Penulis: Chaerul Umam
Editor: Adi Suhendi
Laporan Wartawan Tribunnews.com, Chaerul Umam
TRIBUNNEWS.COM, JAKARTA - Direktur Eksekutif Indonesia Budget Center (IBC) Roy Salam menilai tata kelola keuangan di DPR tak transaparan dan akuntabel kepada publik.
Satu di antaranya yaitu anggaran perjalanan dinas anggota DPR yang dinilainya sudah tak sesuai dengan semangat tata kelola keuangan negara.
Atas dasar itu, dia mengusulkan revisi Peraturan Pemerintah (PP) Nomor 61 Tahun 1990 tentang Perjalanan Dinas Pimpinan dan Anggota DPR RI.
Hal itu disampaikannya dalam diskusi daring bertajuk 'Catatan Akhir Tahun Fungsi Anggaran: Keterbukaan versus Ketertutupan', Kamis (30/12/2021).
"Termasuk mendorong revisi Peraturan Pemerintah Nomor 61 Tahun 1990 tentang Perjalanan Dinas Pimpinan dan Anggota DPR RI yang sudah tidak sesuai dengan semangat tata kelola keuangan negara," kata Roy.
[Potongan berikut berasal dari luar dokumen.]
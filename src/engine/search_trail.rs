use crate::basic_types::{BoundEvent, Variable};
use crate::gourd_asserts::*;

/// One bound-refinement event. The `first_bound` flag records whether this
/// event introduced the very first bound of its side for the variable, so
/// that backtracking can tell the decision heuristic when a side disappears.
#[derive(Clone, Copy, Debug)]
pub struct TrailEntry {
    pub kind: BoundEvent,
    pub first_bound: bool,
    pub variable: Variable,
}

/// An append-only log of bound refinements plus a side-stack of the trail
/// indices at which decisions were made.
#[derive(Default)]
pub struct SearchTrail {
    trail: Vec<TrailEntry>,
    decisions: Vec<usize>, //[i] is the trail index at which the i-th decision began
}

impl SearchTrail {
    pub fn new() -> SearchTrail {
        SearchTrail {
            trail: vec![],
            decisions: vec![],
        }
    }

    pub fn push(&mut self, kind: BoundEvent, variable: Variable, first_bound: bool) {
        gourd_assert_moderate!(kind != BoundEvent::Any);
        log::trace!(target: "trail", "{}[{}]", variable, kind);
        self.trail.push(TrailEntry {
            kind,
            first_bound,
            variable,
        });
    }

    pub fn len(&self) -> usize {
        self.trail.len()
    }

    pub fn is_empty(&self) -> bool {
        self.trail.is_empty()
    }

    pub fn last(&self) -> Option<&TrailEntry> {
        self.trail.last()
    }

    /// Removes the last event, together with the decision boundary that ends
    /// at the new trail length (if any).
    pub fn pop(&mut self) -> Option<TrailEntry> {
        let entry = self.trail.pop()?;
        if self.decisions.last() == Some(&self.trail.len()) {
            self.decisions.pop();
        }
        Some(entry)
    }

    pub fn new_decision_level(&mut self) {
        self.decisions.push(self.trail.len());
    }

    pub fn decision_level(&self) -> usize {
        self.decisions.len()
    }

    /// The decision level at which the event at `trail_index` was recorded.
    /// O(log n) by binary search over the decision boundaries.
    pub fn level_of_trail_index(&self, trail_index: usize) -> usize {
        let mut low = 0;
        let mut high = self.decisions.len();
        while low < high {
            let middle = (low + high) >> 1;
            if self.decisions[middle] <= trail_index {
                low = middle + 1;
            } else {
                high = middle;
            }
        }
        low
    }

    /// The last trail index belonging to the given level, or -1 when the
    /// level is empty of events.
    pub fn trail_index_of_level(&self, level: usize) -> i64 {
        gourd_assert_simple!(level <= self.decisions.len());
        if level == self.decisions.len() {
            self.trail.len() as i64 - 1
        } else {
            self.decisions[level] as i64 - 1
        }
    }
}

impl std::ops::Index<usize> for SearchTrail {
    type Output = TrailEntry;
    fn index(&self, index: usize) -> &TrailEntry {
        &self.trail[index]
    }
}

#[cfg(test)]
mod tests {
    use super::SearchTrail;
    use crate::basic_types::{BoundEvent, Variable, VariableType};

    fn var(id: u32) -> Variable {
        Variable::new(VariableType::Integer, id)
    }

    #[test]
    fn test_levels_and_boundaries() {
        let mut trail = SearchTrail::new();
        trail.push(BoundEvent::LowerRefine, var(0), true);
        trail.push(BoundEvent::UpperRefine, var(0), true);
        trail.new_decision_level();
        trail.push(BoundEvent::UpperRefine, var(1), true);
        trail.new_decision_level();
        trail.push(BoundEvent::LowerRefine, var(2), true);
        trail.push(BoundEvent::LowerRefine, var(1), false);

        assert!(trail.decision_level() == 2);
        assert!(trail.level_of_trail_index(0) == 0);
        assert!(trail.level_of_trail_index(1) == 0);
        assert!(trail.level_of_trail_index(2) == 1);
        assert!(trail.level_of_trail_index(3) == 2);
        assert!(trail.level_of_trail_index(4) == 2);

        assert!(trail.trail_index_of_level(0) == 1);
        assert!(trail.trail_index_of_level(1) == 2);
        assert!(trail.trail_index_of_level(2) == 4);
    }

    #[test]
    fn test_pop_removes_decision_boundaries() {
        let mut trail = SearchTrail::new();
        trail.push(BoundEvent::LowerRefine, var(0), true);
        trail.new_decision_level();
        trail.push(BoundEvent::UpperRefine, var(1), true);

        assert!(trail.pop().is_some());
        assert!(trail.decision_level() == 0);
        assert!(trail.len() == 1);
        assert!(trail.pop().is_some());
        assert!(trail.pop().is_none());
    }
}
Menurut Roy, transparansi anggaran DPR dinilai akan terus bermasalah jika PP nomor 61 Tahun 1990 tak direvisi.
Baca juga: Catatan Akhir Tahun Formappi untuk DPR: Peran Banggar Bahas APBN Tak Kritis dan Signifikan
Selain itu, dia menilai BPK akan terus menemukan penggunaan anggaran reses anggota tanpa pertanggungjawaban.
Sebab, DPR akan menggunakan PP tersebut sebagai landasan dalam menggunakan anggaran reses.
Sementara itu, pemerintah telah menerapkan regulasi baru dalam hal penggunaan anggaran perjalanan dinas.
"Selama ini, sampai hari ini pun dan bahkan di tahun-tahun berikutnya, ketika PP ini tidak diubah, maka BPK terus akan menemukan hal yang sama, di mana anggaran reses itu tidak ada pertanggungjawabannya," ucapnya.
Baca juga: Tinjau Lokasi Sirkuit Formula E, Komisi B DPRD DKI: Penyelenggaraan Sudah Cukup Transparan
"Karena DPR itu menggunakan PP ini, sementara pemerintah menggunakan regulasi baru untuk anggaran-anggaran yang sifatnya perjalanan itu secara real cost, tidak secara long term. Nah, ini akan menjadi problem terus ya di DPR jika itu tidak diubah," imbuhnya.
Di sisi lain, Roy menilai DPR harus lebih terbuka dalam setiap pembahasan APBN bersama pemerintah.
Hal itu agar masyarakat bisa memberikan masukan dalam keputusan dan kebijakan APBN.
"Ini saya kira penting sehingga masyarakat bisa memeberikan masukan terhadap keputusan atau kebijakan DPR," katanya.